日本大百科全書(ニッポニカ) 「新穂」の意味・わかりやすい解説
新穂
にいぼ
新潟県佐渡郡(さどぐん)にあった旧村名(新穂村(むら))。現在は佐渡市の東部を占める一地区。2004年(平成16)、両津(りょうつ)市および佐渡郡の相川(あいかわ)町、佐和田(さわた)町、金井(かない)町、畑野(はたの)町、真野(まの)町、小木(おぎ)町、羽茂(はもち)町、赤泊(あかどまり)村と合併して佐渡市となる。旧新穂村は佐渡島の小佐渡山地北東に位置する。国際保護鳥トキの村として知られ、佐渡トキ保護センター(旧名はトキ保護センター)で国産トキ最後の1羽が長らく飼育されていたが、2003年(平成15)10月に老衰のため死亡した。

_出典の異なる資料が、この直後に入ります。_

pub mod network_config;
use crate::{app::errors::ReadinessError, ports::network_config::NetworkConfigPort};

pub fn validate_network_config_readiness<P: NetworkConfigPort>(
    network_config: &P,
) -> Result<(), ReadinessError> {
    network_config
        .validate_ready()
        .map_err(|source| ReadinessError::NetworkConfig {
            adapter: network_config.describe(),
            source,
        })
}
pub mod listing;

use std::{
    path::{Path, PathBuf},
    process::Stdio,
};

use tokio::process::Command;

pub use listing::parse_service_listing;

use crate::{
    domain::{
        aggregates::ServiceListing,
        value_objects::{DeviceIdentifier, NonEmptyText, ServiceName},
    },
    ports::network_config::{NetworkConfigError, NetworkConfigPort},
};

pub const LIST_SERVICE_ORDER_ARG: &str = "-listnetworkserviceorder";
pub const SET_AIRPORT_POWER_ARG: &str = "-setairportpower";
pub const SET_SERVICE_ENABLED_ARG: &str = "-setnetworkserviceenabled";

#[derive(Clone, Debug)]
pub struct NetworkSetupAdapter {
    utility_path: NonEmptyText,
}

impl NetworkSetupAdapter {
    pub const fn new(utility_path: NonEmptyText) -> Self {
        Self { utility_path }
    }

    #[inline(always)]
    pub fn utility_path(&self) -> &str {
        self.utility_path.as_str()
    }

    // Stdout is captured and returned to the caller; stderr goes straight to
    // the terminal so the utility's own diagnostics stay visible.
    async fn run(&self, args: &[&str]) -> Result<Vec<u8>, NetworkConfigError> {
        let command = render_command(self.utility_path(), args);
        log::debug!("Running: {}", command);

        let output = Command::new(self.utility_path())
            .args(args)
            .stderr(Stdio::inherit())
            .output()
            .await
            .map_err(|source| NetworkConfigError::Execute {
                command: command.clone(),
                source,
            })?;

        if output.status.success() {
            return Ok(output.stdout);
        }

        match output.status.code() {
            Some(code) => Err(NetworkConfigError::Failed { command, code }),
            None => Err(NetworkConfigError::Terminated { command }),
        }
    }
}

impl NetworkConfigPort for NetworkSetupAdapter {
    fn describe(&self) -> String {
        format!("networksetup at {}", self.utility_path())
    }

    // Bare command names are resolved through PATH at spawn time, so only
    // explicit paths can be checked up front.
    fn validate_ready(&self) -> Result<(), NetworkConfigError> {
        let path = Path::new(self.utility_path());
        if self.utility_path().contains('/') && !path.is_file() {
            return Err(NetworkConfigError::UtilityMissing {
                path: PathBuf::from(path),
            });
        }

        Ok(())
    }

    async fn list_services(&self) -> Result<ServiceListing, NetworkConfigError> {
        let stdout = self.run(&[LIST_SERVICE_ORDER_ARG]).await?;
        Ok(parse_service_listing(&String::from_utf8_lossy(&stdout)))
    }

    async fn set_service_enabled(
        &self,
        service_name: &ServiceName,
        enabled: bool,
    ) -> Result<(), NetworkConfigError> {
        self.run(&[
            SET_SERVICE_ENABLED_ARG,
            service_name.as_str(),
            on_off(enabled),
        ])
        .await
        .map(|_stdout| ())
    }

    async fn set_wireless_power(
        &self,
        device: &DeviceIdentifier,
        powered: bool,
    ) -> Result<(), NetworkConfigError> {
        self.run(&[SET_AIRPORT_POWER_ARG, device.as_str(), on_off(powered)])
            .await
            .map(|_stdout| ())
    }
}

const fn on_off(value: bool) -> &'static str {
    if value { "on" } else { "off" }
}

fn render_command(program: &str, args: &[&str]) -> String {
    let mut rendered = program.to_owned();
    for arg in args {
        rendered.push(' ');
        if arg.is_empty() || arg.contains(char::is_whitespace) {
            rendered.push('\'');
            rendered.push_str(arg);
            rendered.push('\'');
        } else {
            rendered.push_str(arg);
        }
    }
    rendered
}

同センターでは人工繁殖も試みられており、1999年には中国産トキのつがいによるヒナが誕生、国内初の成功例となった。北方(きたがた)には中世村殿(むらどの)とよばれた名主屋敷が集まった模式的な環濠集落(かんごうしゅうらく)が残る。新穂川の上流には新穂、大野川の二大ダムが建設され、扇状面の耕地整理化を進め、島の米どころをなす。稲作のほか、近年ではイチゴなどの施設園芸も行われている。中心地区新穂は小佐渡回りバス交通の要衝で、近くの塚原根本寺(つかはらこんぽんじ)は日蓮(にちれん)遺跡として名高い。山麓(さんろく)台地面には縄文遺跡が多く、北方、舟下(ふなしも)の玉作(たまつくり)遺跡は県の史跡地に指定されている。西端の潟上(かたがみ)は古くからの湯治場温泉である。